- Genres: Psychedelic folk, folk jazz, progressive folk
- Years active: 1968–1973, 1977, 1989
- Labels: Young Blood, Neon/RCA, Rubber
- Past members: Kevin Dempsey Martin Jenkins Ted Kay Roger Bullen Dave Cooper Polly Bolton

= Dando Shaft =

British band

Dando Shaft is the name of a short-lived psychedelic/progressive folk and folk jazz band that was primarily active in the early 1970s. The band has attracted a measure of attention from recent compilation releases and Dando Shaft is today known primarily as one of the major influences on the progressive stream of the 1960s folk revival.

==History==
Forming in Coventry, England, in 1968, the original Dando Shaft was a quintet composed of the two guitar/vocalists Kevin Dempsey and Dave Cooper, multi-instrumentalist Martin Jenkins, bassist Roger Bullen, and tabla/percussionist Ted Kay. The band's name was taken from that of the title character of a 1965 novel by Don Calhoun. Performing in local English venues for the next two years while remaining active in the folk revival scene, the band was offered a recording deal with Young Blood Records and in 1970 they recorded their debut, An Evening With Dando Shaft. The album was well-received, drawing immediate comparison to the work of fellow folk revival musicians Pentangle, but demonstrating more of an emphasis on original folk compositions as well as showcasing a more progressive use of bluegrassy multi-instrumentation (especially due to Martin Jenkins's diverse talents) and Balkan (particularly Bulgarian) rhythmic structures.

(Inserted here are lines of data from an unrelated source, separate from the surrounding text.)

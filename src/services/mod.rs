//! Collaborator Interfaces
//!
//! Everything the engine consumes from the surrounding application:
//! role checks, task actions, AI suggestions, analytics and timers.
//! Implementations are injected through [`Services`].

pub mod builtin;

use std::collections::{BTreeMap, HashMap, HashSet};
use std::future::Future;
use std::pin::Pin;
use std::sync::{Arc, Mutex};
use std::time::Duration;

use async_trait::async_trait;
use log::debug;
use serde::{Deserialize, Serialize};
use serde_json::Value;

use crate::error::ServiceError;

pub use builtin::{BuiltinTaskRunner, NoSuggestions, StaticAnalytics};

/// A deferred unit of work handed to a [`Scheduler`].
pub type Callback = Pin<Box<dyn Future<Output = ()> + Send + 'static>>;

/// Metric name to value.
pub type Metrics = BTreeMap<String, f64>;

/// Answers whether an actor holds a role.
#[async_trait]
pub trait RoleChecker: Send + Sync {
    async fn has_role(&self, actor: &str, role: &str) -> bool;
}

/// What a task action sees of the instance invoking it.
#[derive(Serialize, Debug, Clone, PartialEq)]
pub struct TaskContext {
    pub instance_id: String,
    pub workflow_id: String,
    pub subject_id: String,
    pub step_id: String,
    pub actor: String,
    pub input: Value,
    pub variables: Value,
}

/// Runs the external actions behind `task` steps and parallel branches.
#[async_trait]
pub trait TaskRunner: Send + Sync {
    async fn invoke(
        &self,
        action: &str,
        params: &Value,
        context: &TaskContext,
    ) -> Result<Value, ServiceError>;
}

/// AI-generated enrichment for a subject snapshot.
#[derive(Serialize, Deserialize, Debug, Clone, PartialEq, Default)]
pub struct Suggestions {
    #[serde(default)]
    pub suggestions: Vec<String>,
    #[serde(default)]
    pub scores: Metrics,
}

#[async_trait]
pub trait SuggestionService: Send + Sync {
    async fn suggest(&self, subject: &Value) -> Result<Suggestions, ServiceError>;
}

/// Selects the metrics an [`AnalyticsService`] reports.
#[derive(Serialize, Debug, Clone, PartialEq, Default)]
pub struct AnalyticsFilter {
    pub subject_id: String,
    /// Restricts the report to one A/B variant
    #[serde(skip_serializing_if = "Option::is_none")]
    pub variant_id: Option<String>,
    /// Metric names of interest; empty means all
    pub metrics: Vec<String>,
}

#[async_trait]
pub trait AnalyticsService: Send + Sync {
    async fn get_analytics(&self, filter: &AnalyticsFilter) -> Result<Metrics, ServiceError>;
}

/// Timer abstraction used for retries, wait deadlines and A/B completion.
#[async_trait]
pub trait Scheduler: Send + Sync {
    /// Runs `task` once, `delay` from now. Never blocks the caller.
    fn after(&self, delay: Duration, task: Callback);

    /// Suspends the caller for `duration`.
    async fn delay(&self, duration: Duration);
}

/// Wall-clock scheduler on the tokio runtime.
#[derive(Debug, Clone, Copy, Default)]
pub struct TokioScheduler;

#[async_trait]
impl Scheduler for TokioScheduler {
    fn after(&self, delay: Duration, task: Callback) {
        tokio::spawn(async move {
            tokio::time::sleep(delay).await;
            task.await;
        });
    }

    async fn delay(&self, duration: Duration) {
        if !duration.is_zero() {
            tokio::time::sleep(duration).await;
        }
    }
}

/// Scheduler that never sleeps. Delays are recorded and deferred tasks
/// are queued until [`ManualScheduler::run_pending`] is awaited.
#[derive(Default)]
pub struct ManualScheduler {
    delays: Mutex<Vec<Duration>>,
    pending: Mutex<Vec<(Duration, Callback)>>,
}

impl ManualScheduler {
    pub fn new() -> Self {
        Self::default()
    }

    /// Delays requested through [`Scheduler::delay`], in order.
    pub fn delays(&self) -> Vec<Duration> {
        self.delays.lock().map(|d| d.clone()).unwrap_or_default()
    }

    /// Delays of the queued tasks, in scheduling order.
    pub fn pending(&self) -> Vec<Duration> {
        self.pending
            .lock()
            .map(|p| p.iter().map(|(delay, _)| *delay).collect())
            .unwrap_or_default()
    }

    /// Runs every queued task, including ones queued while running.
    /// Returns how many ran.
    pub async fn run_pending(&self) -> usize {
        let mut ran = 0;
        loop {
            let batch: Vec<(Duration, Callback)> = match self.pending.lock() {
                Ok(mut pending) => pending.drain(..).collect(),
                Err(_) => return ran,
            };
            if batch.is_empty() {
                return ran;
            }
            for (_, task) in batch {
                task.await;
                ran += 1;
            }
        }
    }
}

#[async_trait]
impl Scheduler for ManualScheduler {
    fn after(&self, delay: Duration, task: Callback) {
        debug!("Deferring task by {:?}", delay);
        if let Ok(mut pending) = self.pending.lock() {
            pending.push((delay, task));
        }
    }

    async fn delay(&self, duration: Duration) {
        if let Ok(mut delays) = self.delays.lock() {
            delays.push(duration);
        }
    }
}

/// Fixed actor-to-roles table.
#[derive(Debug, Clone, Default)]
pub struct StaticRoles {
    roles: HashMap<String, HashSet<String>>,
}

impl StaticRoles {
    pub fn new() -> Self {
        Self::default()
    }

    pub fn with_role(mut self, actor: impl Into<String>, role: impl Into<String>) -> Self {
        self.roles.entry(actor.into()).or_default().insert(role.into());
        self
    }
}

#[async_trait]
impl RoleChecker for StaticRoles {
    async fn has_role(&self, actor: &str, role: &str) -> bool {
        self.roles.get(actor).map_or(false, |roles| roles.contains(role))
    }
}

/// The set of collaborators an engine is wired with.
#[derive(Clone)]
pub struct Services {
    pub tasks: Arc<dyn TaskRunner>,
    pub roles: Arc<dyn RoleChecker>,
    pub suggestions: Arc<dyn SuggestionService>,
    pub analytics: Arc<dyn AnalyticsService>,
    pub scheduler: Arc<dyn Scheduler>,
}

impl Default for Services {
    /// Built-in actions, no roles, no suggestions, empty analytics and the
    /// tokio scheduler.
    fn default() -> Self {
        Self {
            tasks: Arc::new(BuiltinTaskRunner),
            roles: Arc::new(StaticRoles::default()),
            suggestions: Arc::new(NoSuggestions),
            analytics: Arc::new(StaticAnalytics::default()),
            scheduler: Arc::new(TokioScheduler),
        }
    }
}

impl Services {
    pub fn with_tasks(mut self, tasks: Arc<dyn TaskRunner>) -> Self {
        self.tasks = tasks;
        self
    }

    pub fn with_roles(mut self, roles: Arc<dyn RoleChecker>) -> Self {
        self.roles = roles;
        self
    }

    pub fn with_suggestions(mut self, suggestions: Arc<dyn SuggestionService>) -> Self {
        self.suggestions = suggestions;
        self
    }

    pub fn with_analytics(mut self, analytics: Arc<dyn AnalyticsService>) -> Self {
        self.analytics = analytics;
        self
    }

    pub fn with_scheduler(mut self, scheduler: Arc<dyn Scheduler>) -> Self {
        self.scheduler = scheduler;
        self
    }
}

#[cfg(test)]
mod tests {
    use super::*;
    use std::sync::atomic::{AtomicUsize, Ordering};

    #[tokio::test]
    async fn test_static_roles() {
        let roles = StaticRoles::new()
            .with_role("ana", "editor")
            .with_role("ana", "admin");

        assert!(roles.has_role("ana", "editor").await);
        assert!(roles.has_role("ana", "admin").await);
        assert!(!roles.has_role("kim", "editor").await);
    }

    #[tokio::test]
    async fn test_manual_scheduler_defers_until_run() {
        let scheduler = ManualScheduler::new();
        let counter = Arc::new(AtomicUsize::new(0));

        let c = Arc::clone(&counter);
        scheduler.after(
            Duration::from_secs(60),
            Box::pin(async move {
                c.fetch_add(1, Ordering::SeqCst);
            }),
        );
        scheduler.delay(Duration::from_secs(3)).await;

        assert_eq!(counter.load(Ordering::SeqCst), 0);
        assert_eq!(scheduler.pending(), vec![Duration::from_secs(60)]);
        assert_eq!(scheduler.delays(), vec![Duration::from_secs(3)]);

        assert_eq!(scheduler.run_pending().await, 1);
        assert_eq!(counter.load(Ordering::SeqCst), 1);
        assert!(scheduler.pending().is_empty());
    }

    #[tokio::test]
    async fn test_tokio_scheduler_runs_callback() {
        let scheduler = TokioScheduler;
        let (tx, rx) = tokio::sync::oneshot::channel();

        scheduler.after(
            Duration::from_millis(1),
            Box::pin(async move {
                let _ = tx.send(42);
            }),
        );
        assert_eq!(rx.await.unwrap(), 42);
    }
}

Comparisons to Pentangle were only enhanced when, after moving to London in 1970, the band grew in October of that year to include Leamington Spa singer Polly Bolton, who had previously sung with June Tabor. Bolton's contributions to the band received praise with her voice described as pure and expressive and Bolton herself has been described as a half-forgotten female vocalist of the era ranking alongside Pentangle's Jacqui McShee as well as other contemporary legends like Shirley Collins, Sandy Denny, and Maddy Prior. Creating an even more favorable impression on critics, Dando Shaft were soon signed to RCA's progressive offshoot Neon, and in 1971 they created the eponymous album, Dando Shaft.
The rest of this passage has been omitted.